So what? Last time I checked it is still an open forum. If you are tired of seeing something than don't read it. No one is holding a gun to your head to read these threads, much less post on them. No one has the right to tell people they can't post something just because something similar may have been posted a week, a day or even an hour ago. If that ever occurs then this will no longer be a forum that I will want to be a part of.


----------



## Herpelcano (May 1, 2010)

This post will probably ruin any chance i have of becoming a contributing member of this forum but regardless I feel compelled to enter in the discussion. I am curious how many of the people who have entered into this discussion know what they are talking about. For example people often mention that crossing multiple populations could lead to less healthy animals. Yes this is a possibility but just as likely and probably more likely is the possibility of hybrid vigor(im not speaking of crossing species but lines in the same sense as you would cross two breeds of dogs that are still in the same species. Then their are the people who come up with answers like why would you or or you are just not educated enough in dart frog husbandry. These responses to me are just an attempt to cognitive dissonance they are experiencing because at some point before they thought through the debate someone told them not to mix morphs and they took that advice as law without considering anything else. Now when questioned on the subject they can not figure out why they feel that way or simply choose not find a reason for why they believe something.

Their are two solid reasons not to mix morphs in the dart frog hobby.
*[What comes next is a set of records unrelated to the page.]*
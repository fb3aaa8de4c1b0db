/// Fault barrier - coordinates recovery among concurrently failing callers
///
/// Normal executions share the lock and run concurrently. A caller whose
/// operation fails escalates to the exclusive lock and compares the epoch it
/// observed before running the operation with the current one:
/// - equal: nobody recovered in the meantime, so this caller runs the
///   recovery strategy and advances the epoch
/// - different: another caller already recovered from a failure of the same
///   epoch, so this call ends as [`Outcome::Superseded`]
///
/// The default lock is reentrant, so operations and strategies may call back
/// into the barrier that is running them, e.g. to read [`FaultBarrier::epoch`]
/// or to execute a nested operation from within a recovery. A nested call
/// whose operation fails while the outer call is still on the normal path
/// needs the exclusive mode under a shared hold, which panics.
use super::lock::{RecoveryLock, ReentrantRwLock};
use super::observer::{FaultObserver, TracingObserver};
use super::strategy::{RecoveryStrategy, Reinvoke};
use crate::settings::BarrierConfig;
use std::sync::atomic::{AtomicU64, Ordering};

/// Result of a call that did not end in a fatal error
#[derive(Debug, Clone, PartialEq, Eq)]
pub enum Outcome<T> {
    /// Operation succeeded on the normal path
    Completed(T),

    /// Operation failed and this call recovered from it
    Recovered(T),

    /// Operation failed but another caller already ran the recovery for the
    /// same epoch; no value is available for this call
    Superseded,
}

impl<T> Outcome<T> {
    /// Value produced by the operation or the recovery strategy
    pub fn into_value(self) -> Option<T> {
        match self {
            Outcome::Completed(value) | Outcome::Recovered(value) => Some(value),
            Outcome::Superseded => None,
        }
    }

    /// Borrow the value, if any
    pub fn value(&self) -> Option<&T> {
        match self {
            Outcome::Completed(value) | Outcome::Recovered(value) => Some(value),
            Outcome::Superseded => None,
        }
    }

    pub fn is_recovered(&self) -> bool {
        matches!(self, Outcome::Recovered(_))
    }

    pub fn is_superseded(&self) -> bool {
        matches!(self, Outcome::Superseded)
    }
}

/// Fault barrier
///
/// Share one instance (e.g. behind an `Arc`) between every caller whose
/// failures should be recovered from at most once per epoch. `S` is the
/// strategy [`execute`](Self::execute) recovers with.
#[derive(Debug)]
pub struct FaultBarrier<O = TracingObserver, L = ReentrantRwLock, S = Reinvoke> {
    /// Held shared on the normal path, exclusive while recovering
    lock: L,

    /// Number of completed recovery cycles. Read under either lock mode,
    /// written only under the exclusive one.
    epoch: AtomicU64,

    /// Receives failure and abort notifications
    observer: O,

    default_strategy: S,
}

impl FaultBarrier {
    /// Barrier with the default lock, reporting to `tracing` at INFO
    pub fn new() -> Self {
        Self::with_observer(TracingObserver::default())
    }

    /// Barrier with the default lock and a configured observer
    pub fn from_config(config: &BarrierConfig) -> Self {
        Self::with_observer(TracingObserver::new(config.observer.severity))
    }
}

impl Default for FaultBarrier {
    fn default() -> Self {
        Self::new()
    }
}

impl<O> FaultBarrier<O> {
    /// Barrier with the default lock and a custom observer
    pub fn with_observer(observer: O) -> Self {
        Self::with_lock(ReentrantRwLock::new(), observer)
    }
}

impl<O, L: RecoveryLock> FaultBarrier<O, L> {
    /// Barrier with an injected lock and observer
    pub fn with_lock(lock: L, observer: O) -> Self {
        Self {
            lock,
            epoch: AtomicU64::new(0),
            observer,
            default_strategy: Reinvoke,
        }
    }
}

impl<O, L: RecoveryLock, S> FaultBarrier<O, L, S> {
    /// Replace the strategy used by [`execute`](Self::execute)
    ///
    /// The strategy is cloned for every recovery cycle it runs.
    pub fn with_default_strategy<R>(self, strategy: R) -> FaultBarrier<O, L, R> {
        FaultBarrier {
            lock: self.lock,
            epoch: self.epoch,
            observer: self.observer,
            default_strategy: strategy,
        }
    }

    pub fn default_strategy(&self) -> &S {
        &self.default_strategy
    }

    /// Get observer
    pub fn observer(&self) -> &O {
        &self.observer
    }

    /// Number of recovery cycles completed so far
    pub fn epoch(&self) -> u64 {
        let _shared = self.lock.shared();
        self.epoch.load(Ordering::SeqCst)
    }

    /// Execute operation, recovering with the barrier's default strategy
    ///
    /// Same as [`execute_with`](Self::execute_with) with a clone of the
    /// default strategy, which re-invokes the operation once unless replaced
    /// through [`with_default_strategy`](Self::with_default_strategy).
    pub fn execute<T, E, F>(&self, operation: F) -> Result<Outcome<T>, E>
    where
        F: FnMut() -> Result<T, E>,
        O: FaultObserver<E>,
        S: RecoveryStrategy<T, E> + Clone,
    {
        self.execute_with(operation, self.default_strategy.clone())
    }

    /// Execute operation and recover from its failure with `strategy`
    ///
    /// Returns an error only if this caller was admitted to recovery and the
    /// strategy failed. The error is the one produced by the strategy,
    /// unchanged. The original failure never reaches the caller.
    pub fn execute_with<T, E, F, R>(&self, mut operation: F, strategy: R) -> Result<Outcome<T>, E>
    where
        F: FnMut() -> Result<T, E>,
        R: RecoveryStrategy<T, E>,
        O: FaultObserver<E>,
    {
        let (ticket, failure) = {
            let _shared = self.lock.shared();
            let ticket = self.epoch.load(Ordering::SeqCst);

            match operation() {
                Ok(value) => return Ok(Outcome::Completed(value)),
                Err(failure) => {
                    self.observer.recover(&failure);
                    (ticket, failure)
                }
            }
        };

        let _exclusive = self.lock.exclusive();

        let epoch = self.epoch.load(Ordering::SeqCst);
        if ticket != epoch {
            tracing::debug!(ticket, epoch, "Recovery already handled by another caller");
            return Ok(Outcome::Superseded);
        }

        tracing::debug!(epoch, "Starting recovery");

        let recovered = {
            // Advances the epoch even if the strategy panics, so callers
            // queued behind this one never repeat the attempt
            let _advance = EpochAdvance(&self.epoch);
            strategy.recover(&mut operation, failure)
        };

        match recovered {
            Ok(value) => Ok(Outcome::Recovered(value)),
            Err(fatal) => {
                self.observer.abort(&fatal);
                Err(fatal)
            }
        }
    }
}

/// Increments the epoch when dropped
struct EpochAdvance<'a>(&'a AtomicU64);

impl Drop for EpochAdvance<'_> {
    fn drop(&mut self) {
        let previous = self.0.fetch_add(1, Ordering::SeqCst);
        tracing::trace!(epoch = previous + 1, "Epoch advanced");
    }
}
The first is the fact that unlike most reptile and amphibian species dart frog populations tend to be highly differentiated in outward appearance based on locales. Where as ball pythons typically look very similar no matter where they are collected from darts can have entirely different colors as well as patterns. For this reason many wish to not mix morphs so as to preserve this variability found in nature as opposed to artificially creating it through selective breeding and crossing of various colors. The second reason given is the fact that the wild dart frog populations along with the ecosystems they inhabit are extremely fragile and now with the onslaught of chytrid fungus these frogs face the possibility of extinction in the wild. The idea of keeping the bloodlines pure is that in the event of extinction captive bred frogs could be used to repopulate their wild locales. 

Although I can respect both points and the efforts people are making to preserve the originality of the frogs I can also respect anyone elses choice to mix morphs or selectively breed them for whatever trait they choose as long as they do it in a responsible manner. This includes labeling any progency as crossbreds and ensuring that no crossbreds reenter the original lines.
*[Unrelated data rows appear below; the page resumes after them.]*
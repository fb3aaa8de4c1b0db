// Fault barrier: operations run under a shared lock, and of all callers that
// fail within the same epoch exactly one runs the recovery

pub mod barrier;
pub mod logging;
pub mod settings;

// Re-export the barrier for convenience
pub use barrier::{
    recover_fn, Fallback, FaultBarrier, FaultObserver, Operation, Outcome, RecoverFn,
    RecoveryLock, RecoveryStrategy, ReentrantRwLock, Reinvoke, TracingObserver,
};
pub use settings::{BarrierConfig, ObserverConfig, Severity};

use thiserror::Error;

/// Errors raised by the barrier's own configuration and setup
///
/// Failures of wrapped operations and recovery strategies are never converted
/// into this type; they reach the caller exactly as produced.
#[derive(Error, Debug)]
pub enum BarrierError {
    #[error("Invalid argument: {0}")]
    InvalidArgument(String),

    #[error("Configuration error: {0}")]
    Config(#[from] config::ConfigError),

    #[error("Logging setup failed: {0}")]
    Logging(String),
}

pub type BarrierResult<T> = Result<T, BarrierError>;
At the end of the day I think think the reason crossing frogs and selective breeding of frogs has become such a taboo is because dart frogs tend to be at the more advanced end of the spectrum of herpotological husbandry. Like any other hobby Their is a certain amount of politics and elitism. The heads of any hobby especially in those that involve breeding animals have placed value in certain aspects and in the case of darts that aspect that has the most value attributed to it is the how true the specimen is to it's original locale. For this reason anyone who thinks differently, just as someone who believes a dog breed looks best with a trait that is not part of the breed standard, is considered for lack of better words noobish.


----------



## Tarkah (Jun 6, 2009)

You know what? I like this thread. The Op wasn't asking "why can't I mix?" 

They were asking why YOU people of the community did not mix.
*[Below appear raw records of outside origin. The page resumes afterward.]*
// Recovery strategies for the fault barrier
//
// A strategy is consulted at most once per `execute` call, and only by the
// thread admitted to the recovery section. It receives the original operation
// together with the failure that triggered recovery and either produces a
// replacement result or fails with a fatal error. The barrier places no
// idempotence requirement on strategies.

/// Operation handed to a strategy during recovery
pub type Operation<'a, T, E> = dyn FnMut() -> Result<T, E> + 'a;

/// Recovery strategy trait
pub trait RecoveryStrategy<T, E> {
    /// Attempt to recover from `failure`
    ///
    /// Any error returned here is treated as fatal: it is reported to the
    /// observer and handed back to the caller of `execute` unchanged.
    fn recover(self, operation: &mut Operation<'_, T, E>, failure: E) -> Result<T, E>;
}

/// Default strategy: run the operation once more
///
/// The original failure is dropped; whatever the second attempt returns is
/// the outcome of the recovery cycle.
#[derive(Debug, Clone, Copy, Default)]
pub struct Reinvoke;

impl<T, E> RecoveryStrategy<T, E> for Reinvoke {
    fn recover(self, operation: &mut Operation<'_, T, E>, _failure: E) -> Result<T, E> {
        operation()
    }
}

/// Strategy that substitutes a fixed value without touching the operation
#[derive(Debug, Clone)]
pub struct Fallback<T>(pub T);

impl<T, E> RecoveryStrategy<T, E> for Fallback<T> {
    fn recover(self, _operation: &mut Operation<'_, T, E>, _failure: E) -> Result<T, E> {
        Ok(self.0)
    }
}

/// Strategy built from a closure, see [`recover_fn`]
#[derive(Debug, Clone, Copy)]
pub struct RecoverFn<F>(F);

/// Wrap a closure as a recovery strategy
///
/// ```rust,ignore
/// let strategy = recover_fn(|operation, failure: io::Error| {
///     tracing::warn!(error = %failure, "reconnecting");
///     reconnect()?;
///     operation()
/// });
/// ```
pub fn recover_fn<T, E, F>(f: F) -> RecoverFn<F>
where
    F: FnOnce(&mut Operation<'_, T, E>, E) -> Result<T, E>,
{
    RecoverFn(f)
}

impl<T, E, F> RecoveryStrategy<T, E> for RecoverFn<F>
where
    F: FnOnce(&mut Operation<'_, T, E>, E) -> Result<T, E>,
{
    fn recover(self, operation: &mut Operation<'_, T, E>, failure: E) -> Result<T, E> {
        (self.0)(operation, failure)
    }
}
/// Configuration for fault barriers
///
/// Settings are layered: built-in defaults, then an optional configuration
/// file (format picked from its extension), then environment variables with
/// the `FAULT_BARRIER_` prefix. Nested keys are separated by `__`, e.g.
/// `FAULT_BARRIER_OBSERVER__SEVERITY=warn`.
use crate::{BarrierError, BarrierResult};
use serde::{Deserialize, Serialize};
use std::fmt;
use std::path::Path;
use std::str::FromStr;
use tracing::Level;

/// Environment variable prefix
pub const ENV_PREFIX: &str = "FAULT_BARRIER";

/// Severity at which observer notifications are emitted
#[derive(
    Debug, Clone, Copy, Default, PartialEq, Eq, Hash, PartialOrd, Ord, Serialize, Deserialize,
)]
#[serde(rename_all = "lowercase")]
pub enum Severity {
    Trace,
    Debug,
    #[default]
    Info,
    Warn,
    Error,
}

impl Severity {
    /// Lowercase name, as accepted by [`FromStr`] and `RUST_LOG`
    pub fn as_str(&self) -> &'static str {
        match self {
            Severity::Trace => "trace",
            Severity::Debug => "debug",
            Severity::Info => "info",
            Severity::Warn => "warn",
            Severity::Error => "error",
        }
    }
}

impl fmt::Display for Severity {
    fn fmt(&self, f: &mut fmt::Formatter<'_>) -> fmt::Result {
        f.write_str(self.as_str())
    }
}

impl FromStr for Severity {
    type Err = BarrierError;

    fn from_str(s: &str) -> Result<Self, Self::Err> {
        match s.trim().to_ascii_lowercase().as_str() {
            "trace" => Ok(Severity::Trace),
            "debug" => Ok(Severity::Debug),
            "info" => Ok(Severity::Info),
            "warn" | "warning" => Ok(Severity::Warn),
            "error" => Ok(Severity::Error),
            other => Err(BarrierError::InvalidArgument(format!(
                "unknown severity '{}'",
                other
            ))),
        }
    }
}

impl From<Severity> for Level {
    fn from(severity: Severity) -> Self {
        match severity {
            Severity::Trace => Level::TRACE,
            Severity::Debug => Level::DEBUG,
            Severity::Info => Level::INFO,
            Severity::Warn => Level::WARN,
            Severity::Error => Level::ERROR,
        }
    }
}

/// Observer settings
#[derive(Debug, Clone, Default, PartialEq, Eq, Serialize, Deserialize)]
#[serde(default)]
pub struct ObserverConfig {
    /// Severity every notification is emitted at; whether it is recorded is
    /// decided by the installed subscriber's filter
    pub severity: Severity,
}

/// Barrier settings
#[derive(Debug, Clone, Default, PartialEq, Eq, Serialize, Deserialize)]
#[serde(default)]
pub struct BarrierConfig {
    pub observer: ObserverConfig,
}

impl BarrierConfig {
    /// Load configuration from an optional file and the environment
    pub fn load(path: Option<&Path>) -> BarrierResult<Self> {
        let mut builder = config::Config::builder();

        if let Some(path) = path {
            if !path.exists() {
                return Err(BarrierError::InvalidArgument(format!(
                    "configuration file {} does not exist",
                    path.display()
                )));
            }
            builder = builder.add_source(config::File::from(path));
        }

        let settings = builder
            .add_source(
                config::Environment::with_prefix(ENV_PREFIX)
                    .prefix_separator("_")
                    .separator("__"),
            )
            .build()?;

        let loaded: BarrierConfig = settings.try_deserialize()?;

        tracing::debug!(
            severity = %loaded.observer.severity,
            source = ?path,
            "Loaded fault barrier configuration"
        );

        Ok(loaded)
    }
}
Ya we do our homework and we read mixing 101, and all the other thousands of mixing threads and you know what? None of them ever answers that question. 

Thread after thread it goes like this: Why can't i mix? 
"No", "cause it makes you a terrible frog owner", "hybrids are bad", "cause only terrible people do it". "only dense people ask that question!"

That is what newbies get from those threads. 

But Op has asked why you agree. 

But none of these threads ever explain how that came into existence, why does the community follow this mindset. 

In part i venture out far enough to believe that some follow this "no mix rule" so that they dont get yelled at by other members. And then in turn they too yell at newbies because that's the thing to do.

But do half of the people who say "people who mix are dumb" really know the reasoning behind it? 

I'm not saying that I endorse people to mix, or think mixing is great myself.

but i'm tired of having the same shallow answer with no explanation over and over and over again


----------



## mydumname (Dec 24, 2004)

I feel that if someone thinks the hobby keeping frogs hybrid free will help repopulate the wild in the event of extinction, has really high and naive expectations.

And on that topic since chytrid was used as a reason for extinction.....why would someone release frogs back into the wild in an area where the frogs were wiped out by chytrid? Does the chytrid simply disappear?


----------



## Ed (Sep 19, 2004)

Herpelcano said:


> For example people often mention that crossing multiple populations could lead to less healthy animals. Yes this is a possibility but just as likely and probably more likely is the possibility of hybrid vigor(im not speaking of crossing species but lines in the same sense as you would cross two breeds of dogs that are still in the same species.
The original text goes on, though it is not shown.